I see that there was a quality control problem with my last column. I use the previous column as a base and forgot to change the heading! My apologies.
This column returns to the theme of rebuilding Armidale’s role as an educational centre in its own right, not just as an extension of UNE.
In my last column on this topic, the importance of Collective Wisdom, I suggested just two things.
First, as far as possible get rid of the word regional. Armidale needs to sell itself as a national/international education centre. The word “regional” is the kiss of death for this aspiration.
Secondly, the need for all of Armidale’s educational institutions to combine to promote the city and to achieve joint educational objectives.

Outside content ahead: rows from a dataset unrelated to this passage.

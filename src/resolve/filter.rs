// src/resolve/filter.rs

//! Declared-dependency filters applied during closure resolution.

use std::fmt::Debug;

use crate::types::{ArtifactCoordinate, Scope};

pub trait ArtifactFilter: Debug + Send + Sync {
    /// Whether `artifact` should be part of the closure.
    fn include(&self, artifact: &ArtifactCoordinate) -> bool;
}

/// Rejects a fixed set of scopes.
#[derive(Debug, Clone)]
pub struct ScopeFilter {
    excluded: Vec<Scope>,
}

impl ScopeFilter {
    pub fn excluding(excluded: impl IntoIterator<Item = Scope>) -> Self {
        Self {
            excluded: excluded.into_iter().collect(),
        }
    }
}

impl ArtifactFilter for ScopeFilter {
    fn include(&self, artifact: &ArtifactCoordinate) -> bool {
        !self.excluded.contains(&artifact.scope)
    }
}

#[derive(Debug, Clone, Copy, Default)]
pub struct NonOptionalFilter;

impl ArtifactFilter for NonOptionalFilter {
    fn include(&self, artifact: &ArtifactCoordinate) -> bool {
        !artifact.optional
    }
}

/// Accepts an artifact only if every inner filter accepts it.
#[derive(Debug, Default)]
pub struct AndFilter {
    filters: Vec<Box<dyn ArtifactFilter>>,
}

impl AndFilter {
    pub fn new() -> Self {
        Self::default()
    }

    pub fn with(mut self, filter: impl ArtifactFilter + 'static) -> Self {
        self.filters.push(Box::new(filter));
        self
    }
}

impl ArtifactFilter for AndFilter {
    fn include(&self, artifact: &ArtifactCoordinate) -> bool {
        self.filters.iter().all(|f| f.include(artifact))
    }
}

/// Filter used for launch classpaths: no test-scoped and no optional
/// dependencies.
pub fn launch_filter() -> AndFilter {
    AndFilter::new()
        .with(ScopeFilter::excluding([Scope::Test]))
        .with(NonOptionalFilter)
}

#[cfg(test)]
mod tests {
    use super::*;

    fn dep(scope: Scope, optional: bool) -> ArtifactCoordinate {
        ArtifactCoordinate::new("g", "a", "1")
            .with_scope(scope)
            .with_optional(optional)
    }

    #[test]
    fn launch_filter_rejects_test_and_optional() {
        let filter = launch_filter();
        assert!(filter.include(&dep(Scope::Compile, false)));
        assert!(filter.include(&dep(Scope::Runtime, false)));
        assert!(filter.include(&dep(Scope::Provided, false)));
        assert!(!filter.include(&dep(Scope::Test, false)));
        assert!(!filter.include(&dep(Scope::Runtime, true)));
    }

    #[test]
    fn empty_and_filter_accepts_everything() {
        assert!(AndFilter::new().include(&dep(Scope::Test, true)));
    }
}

I used the Collective Wisdom project as an example of the way in which Armidale could combine to sell a story. It also illustrated the way in which disunity and competition could destroy promise.
I now want to look briefly at the marketing of Armidale as an educational centre.
We live in a competitive and crowded world.
Within the university sector the Gang of Eight constantly campaign on the theme that big is better, that resources must be concentrated to support those universities that can compete overseas.
Competition is just as fierce in the school sector as schools compete in Australia and internationally.
Even the very concept of a university city has been expropriated by the big. A recent global ranking of university cities commissioned by a taskforce on how the private sector, universities and government could build Melbourne as a university city used two million people as a cut off point!
Sounds dumb, actually, but the results dominate any Google search on “university cities Australia”. Armidale itself failed to make the top sixty search results.
In this competitive and crowded world Armidale fails to stand out as it should. With the right search you can find linkages to Armidale’s educational institutions, but there does not seem to be any coordinated material that I can find that might persuade a person to study in Armidale.
I stand to be corrected here. I only spent about five hours in all on web searches, so I may have missed something.
This brings me to my first two points.
The first is the need to coordinate so that common messages are put across in all advertising and in all on-line material. In doing this, I go back to my point to avoid the word regional.
The second is the need for common material about Armidale that all can use. This must be accessible on-line.
I recognise that there is nothing especially profound in these points. Better Armidale marketing does not require rocket science, simply the capacity to look outside the current box.
Once a common framework has been established, each institution can then develop or modify its material and especially its on-line material to reinforce points.
In looking at this, I want to look first at international students.
I am not sure how many Armidale people realise this, but Armidale and its institutions have a quite long and remarkable record of welcoming overseas students dating back to Colombo Plan days.
We can see this today in some of the student rankings on, for example, the hot courses for Singaporean students’ web site. To quote Narayana from India: If u want to be the best, come to this university and study.
I don’t think that we are at all good in selling this story. A better coordinated effort would assist Armidale educational institutions to attract students, opening new opportunities for all.
I will develop this argument in a later column, looking at what I see as some of common weaknesses at organisation level.